Pinner continued firing his machine guns, spraying the other parked aircraft with bullets. Some of these stray shots had shattered the windows of a parked US Army L-2 Grasshopper observation aircraft.

On the other side of the Grasshopper, Hollingsworth waited and checked that he was safe in his present position. Then abruptly, the firing ceased. There was a short interval, and then suddenly, a single shot rang out. He realised that the sound of the last shot was different from that of the .303 calibre Browning machine guns of the bomber, which he had endured for the last few minutes.

Cautiously, the MP took a peek to look at the rear of the Liberator, straining his eyes in the moonlight to detect any movement from inside the rear cupola.
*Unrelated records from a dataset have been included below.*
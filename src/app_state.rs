// =============================================================================
// Central Application State — Deriv Pulse
// =============================================================================
//
// Owns the active ConnectionManager and the runtime config, and provides a
// unified snapshot for the REST API and WebSocket push feed.
//
// Exactly one manager is live at a time. Changing the symbol or timeframe
// disposes the current manager before the replacement is opened, so two
// gateway sessions never run side by side.
//
// Every feed event is forwarded to `events` (for WebSocket clients) and bumps
// `state_version`.
// =============================================================================

use std::sync::atomic::{AtomicU64, Ordering};
use std::sync::{Arc, Weak};

use chrono::Utc;
use parking_lot::{Mutex, RwLock};
use serde::Serialize;
use tokio::sync::broadcast::{self, error::RecvError};
use tokio::task::JoinHandle;
use tracing::{info, warn};

use crate::feed::{ConnectionManager, FeedEvent, FeedSnapshot};
use crate::gateway::Connector;
use crate::indicators::LatestIndicators;
use crate::runtime_config::RuntimeConfig;
use crate::types::{ConnectionStatus, Timeframe};

// =============================================================================
// Error Record
// =============================================================================

/// A recorded feed error for the error log.
#[derive(Debug, Clone, Serialize)]
pub struct ErrorRecord {
    pub message: String,
    pub symbol: String,
    /// ISO 8601 timestamp.
    pub at: String,
}

/// Serializable view served by `GET /api/v1/feed` and pushed over WebSocket.
#[derive(Debug, Clone, Serialize)]
pub struct StateSnapshot {
    pub state_version: u64,
    pub server_time: i64,
    pub uptime_secs: u64,
    pub feed: FeedSnapshot,
    pub indicators: LatestIndicators,
    pub recent_errors: Vec<ErrorRecord>,
}

// =============================================================================
// AppState
// =============================================================================

/// Maximum number of recent errors to retain.
const MAX_RECENT_ERRORS: usize = 50;

const EVENT_CHANNEL_CAPACITY: usize = 256;

pub struct AppState {
    /// Monotonically increasing; bumped on every forwarded feed event.
    pub state_version: AtomicU64,

    pub runtime_config: Arc<RwLock<RuntimeConfig>>,

    connector: Arc<dyn Connector>,
    feed: RwLock<Arc<ConnectionManager>>,
    /// Held across start, shutdown and every subscription switch so the live
    /// manager, its forwarder and the config always change together.
    switch_lock: Mutex<()>,
    forwarder: Mutex<Option<JoinHandle<()>>>,
    events: broadcast::Sender<FeedEvent>,

    pub recent_errors: RwLock<Vec<ErrorRecord>>,

    /// Bearer token required by control endpoints; `None` rejects them all.
    admin_token: Option<String>,

    pub start_time: std::time::Instant,
}

impl AppState {
    /// Build the state and its first (not yet opened) manager.
    pub fn new(config: RuntimeConfig, connector: Arc<dyn Connector>) -> Self {
        let manager = ConnectionManager::new(
            config.subscription_context(),
            config.feed_settings(),
            connector.clone(),
        );
        let (events, _) = broadcast::channel(EVENT_CHANNEL_CAPACITY);

        Self {
            state_version: AtomicU64::new(1),
            runtime_config: Arc::new(RwLock::new(config)),
            connector,
            feed: RwLock::new(Arc::new(manager)),
            switch_lock: Mutex::new(()),
            forwarder: Mutex::new(None),
            events,
            recent_errors: RwLock::new(Vec::new()),
            admin_token: None,
            start_time: std::time::Instant::now(),
        }
    }

    pub fn with_admin_token(mut self, token: Option<String>) -> Self {
        self.admin_token = token.filter(|t| !t.is_empty());
        self
    }

    pub fn admin_token(&self) -> Option<&str> {
        self.admin_token.as_deref()
    }

    /// Open the current manager and start forwarding its events.
    pub fn start(self: &Arc<Self>) {
        let _switching = self.switch_lock.lock();
        let manager = self.feed();
        self.attach(&manager);
        manager.open();
    }

    /// Dispose the current manager and stop forwarding.
    pub fn shutdown(&self) {
        let _switching = self.switch_lock.lock();
        if let Some(forwarder) = self.forwarder.lock().take() {
            forwarder.abort();
        }
        self.feed().dispose();
    }

    /// The live manager.
    pub fn feed(&self) -> Arc<ConnectionManager> {
        self.feed.read().clone()
    }

    /// Feed events from whichever manager is live, across switches.
    pub fn subscribe(&self) -> broadcast::Receiver<FeedEvent> {
        self.events.subscribe()
    }

    /// Replace the subscription. `None` keeps the current value. The old
    /// manager is disposed before the new one opens.
    pub fn switch_subscription(
        self: &Arc<Self>,
        symbol: Option<String>,
        timeframe: Option<Timeframe>,
    ) -> Arc<ConnectionManager> {
        let _switching = self.switch_lock.lock();

        let (context, settings) = {
            let mut config = self.runtime_config.write();
            if let Some(symbol) = symbol {
                config.symbol = symbol;
            }
            if let Some(timeframe) = timeframe {
                config.timeframe = timeframe;
            }
            (config.subscription_context(), config.feed_settings())
        };

        let replacement = Arc::new(ConnectionManager::new(
            context,
            settings,
            self.connector.clone(),
        ));

        let previous = {
            let mut feed = self.feed.write();
            std::mem::replace(&mut *feed, replacement.clone())
        };
        previous.dispose();

        info!(
            from = %previous.context().symbol,
            to = %replacement.context().symbol,
            granularity = replacement.context().granularity_seconds,
            "switching feed subscription"
        );

        self.attach(&replacement);
        replacement.open();
        self.increment_version();
        replacement
    }

    fn attach(self: &Arc<Self>, manager: &ConnectionManager) {
        let mut rx = manager.subscribe();
        let symbol = manager.context().symbol.clone();
        let weak: Weak<Self> = Arc::downgrade(self);

        let task = tokio::spawn(async move {
            loop {
                let event = match rx.recv().await {
                    Ok(event) => event,
                    Err(RecvError::Lagged(skipped)) => {
                        warn!(skipped, "feed event forwarder lagged");
                        continue;
                    }
                    Err(RecvError::Closed) => break,
                };
                let Some(state) = weak.upgrade() else { break };
                state.on_feed_event(&symbol, event);
            }
        });

        if let Some(previous) = self.forwarder.lock().replace(task) {
            previous.abort();
        }
    }

    fn on_feed_event(&self, symbol: &str, event: FeedEvent) {
        if let FeedEvent::StatusChanged {
            status: ConnectionStatus::Error,
            error: Some(message),
        } = &event
        {
            self.push_error(symbol, message.clone());
        }
        self.increment_version();
        // No WebSocket clients is fine.
        let _ = self.events.send(event);
    }

    // ── Version Management ──────────────────────────────────────────────

    pub fn increment_version(&self) -> u64 {
        self.state_version.fetch_add(1, Ordering::SeqCst)
    }

    pub fn current_state_version(&self) -> u64 {
        self.state_version.load(Ordering::SeqCst)
    }

    // ── Error Logging ───────────────────────────────────────────────────

    /// Record an error message. Capped at [`MAX_RECENT_ERRORS`]; oldest
    /// entries are evicted first.
    pub fn push_error(&self, symbol: &str, message: String) {
        let record = ErrorRecord {
            message,
            symbol: symbol.to_string(),
            at: Utc::now().to_rfc3339(),
        };

        let mut errors = self.recent_errors.write();
        errors.push(record);
        while errors.len() > MAX_RECENT_ERRORS {
            errors.remove(0);
        }
    }

    // ── Snapshot Builder ────────────────────────────────────────────────

    pub fn build_snapshot(&self) -> StateSnapshot {
        let manager = self.feed();
        let params = self.runtime_config.read().indicators.clone();

        StateSnapshot {
            state_version: self.current_state_version(),
            server_time: Utc::now().timestamp_millis(),
            uptime_secs: self.start_time.elapsed().as_secs(),
            feed: manager.snapshot(),
            indicators: manager.indicators(&params).latest(),
            recent_errors: self.recent_errors.read().clone(),
        }
    }
}

// =============================================================================
// Tests
// =============================================================================

#[cfg(test)]
mod tests {
    use super::*;
    use crate::gateway::transport::testing::StalledConnector;

    fn state() -> Arc<AppState> {
        Arc::new(AppState::new(
            RuntimeConfig::default(),
            Arc::new(StalledConnector),
        ))
    }

    async fn settle() {
        for _ in 0..20 {
            tokio::task::yield_now().await;
        }
    }

    #[tokio::test(start_paused = true)]
    async fn start_opens_configured_subscription() {
        let state = state();
        state.start();
        settle().await;

        let feed = state.feed();
        assert_eq!(feed.open_count(), 1);
        assert_eq!(feed.context().symbol, "R_25");
        assert_eq!(feed.context().granularity_seconds, 60);
        assert_eq!(feed.status(), ConnectionStatus::Connecting);
    }

    #[tokio::test(start_paused = true)]
    async fn switch_disposes_previous_manager() {
        let state = state();
        state.start();
        settle().await;
        let old = state.feed();

        let new = state.switch_subscription(Some("frxEURUSD".into()), Some(Timeframe::H4));
        settle().await;

        assert_eq!(old.status(), ConnectionStatus::Disconnected);
        assert_eq!(new.context().symbol, "frxEURUSD");
        assert_eq!(new.context().granularity_seconds, 14_400);
        assert_eq!(new.open_count(), 1);
        assert!(Arc::ptr_eq(&new, &state.feed()));

        let config = state.runtime_config.read();
        assert_eq!(config.symbol, "frxEURUSD");
        assert_eq!(config.timeframe, Timeframe::H4);
    }

    #[tokio::test(flavor = "multi_thread", worker_threads = 4)]
    async fn concurrent_switches_leave_one_live_manager() {
        use std::time::Duration;
        use tokio::sync::Barrier;

        const SWITCHERS: usize = 8;

        for _ in 0..25 {
            let state = state();
            state.start();
            let initial = state.feed();
            let barrier = Arc::new(Barrier::new(SWITCHERS));

            let tasks: Vec<_> = (0..SWITCHERS)
                .map(|i| {
                    let state = state.clone();
                    let barrier = barrier.clone();
                    tokio::spawn(async move {
                        barrier.wait().await;
                        state.switch_subscription(Some(format!("SYM{i}")), None)
                    })
                })
                .collect();

            let mut managers = vec![initial];
            for task in tasks {
                managers.push(task.await.unwrap());
            }

            let live: Vec<_> = managers
                .iter()
                .filter(|m| m.status() != ConnectionStatus::Disconnected)
                .collect();
            assert_eq!(live.len(), 1);
            assert!(Arc::ptr_eq(live[0], &state.feed()));
            assert_eq!(
                state.runtime_config.read().symbol,
                state.feed().context().symbol
            );

            // Let aborted forwarders wind down, then check the live one is wired up.
            tokio::time::sleep(Duration::from_millis(20)).await;
            let mut rx = state.subscribe();
            state.feed().dispose();
            let forwarded = tokio::time::timeout(Duration::from_secs(1), async {
                loop {
                    if let Ok(FeedEvent::StatusChanged {
                        status: ConnectionStatus::Disconnected,
                        ..
                    }) = rx.recv().await
                    {
                        break;
                    }
                }
            })
            .await;
            assert!(forwarded.is_ok(), "live manager events are not forwarded");
        }
    }

    #[tokio::test(start_paused = true)]
    async fn switch_keeps_unspecified_fields() {
        let state = state();
        state.start();
        let new = state.switch_subscription(None, Some(Timeframe::M5));
        assert_eq!(new.context().symbol, "R_25");
        assert_eq!(new.context().granularity_seconds, 300);
    }

    #[tokio::test(start_paused = true)]
    async fn forwarded_events_bump_version() {
        let state = state();
        let mut rx = state.subscribe();
        state.start();
        settle().await;
        let before = state.current_state_version();

        state.shutdown();
        state.on_feed_event(
            "R_25",
            FeedEvent::StatusChanged {
                status: ConnectionStatus::Error,
                error: Some("boom".into()),
            },
        );

        assert!(state.current_state_version() > before);
        assert_eq!(state.recent_errors.read().len(), 1);
        assert_eq!(state.recent_errors.read()[0].message, "boom");
        assert!(matches!(rx.try_recv(), Ok(FeedEvent::StatusChanged { .. })));
    }

    #[test]
    fn error_log_is_capped() {
        let state = AppState::new(RuntimeConfig::default(), Arc::new(StalledConnector));
        for i in 0..(MAX_RECENT_ERRORS + 5) {
            state.push_error("R_25", format!("e{i}"));
        }
        let errors = state.recent_errors.read();
        assert_eq!(errors.len(), MAX_RECENT_ERRORS);
        assert_eq!(errors[0].message, "e5");
    }

    #[tokio::test(start_paused = true)]
    async fn snapshot_reports_feed_and_indicators() {
        let state = state();
        let snap = state.build_snapshot();
        assert_eq!(snap.feed.symbol, "R_25");
        assert!(snap.feed.candles.is_empty());
        assert_eq!(snap.indicators.rsi, None);
    }
}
Squinting in the dark, he could just make out a figure slumped forward over the guns.

Later inspection would reveal that Pinner had taken his own life with just one bullet entering his skull from his personal Colt 45 pistol placed in his mouth, smearing the roof of the rear gun compartment with his blood and brain tissue.

Hollingsworth had then spent the next four weeks in hospital. The bullet that had hit him had shattered the lower part of his patella, leaving him to walk with a limp for the rest of his life.

Since then, there had been days, especially during the winter months, when the pain would be quite severe causing him great discomfort. He had also cursed the time spent in hospital, as this had prevented him from attending Savage’s funeral.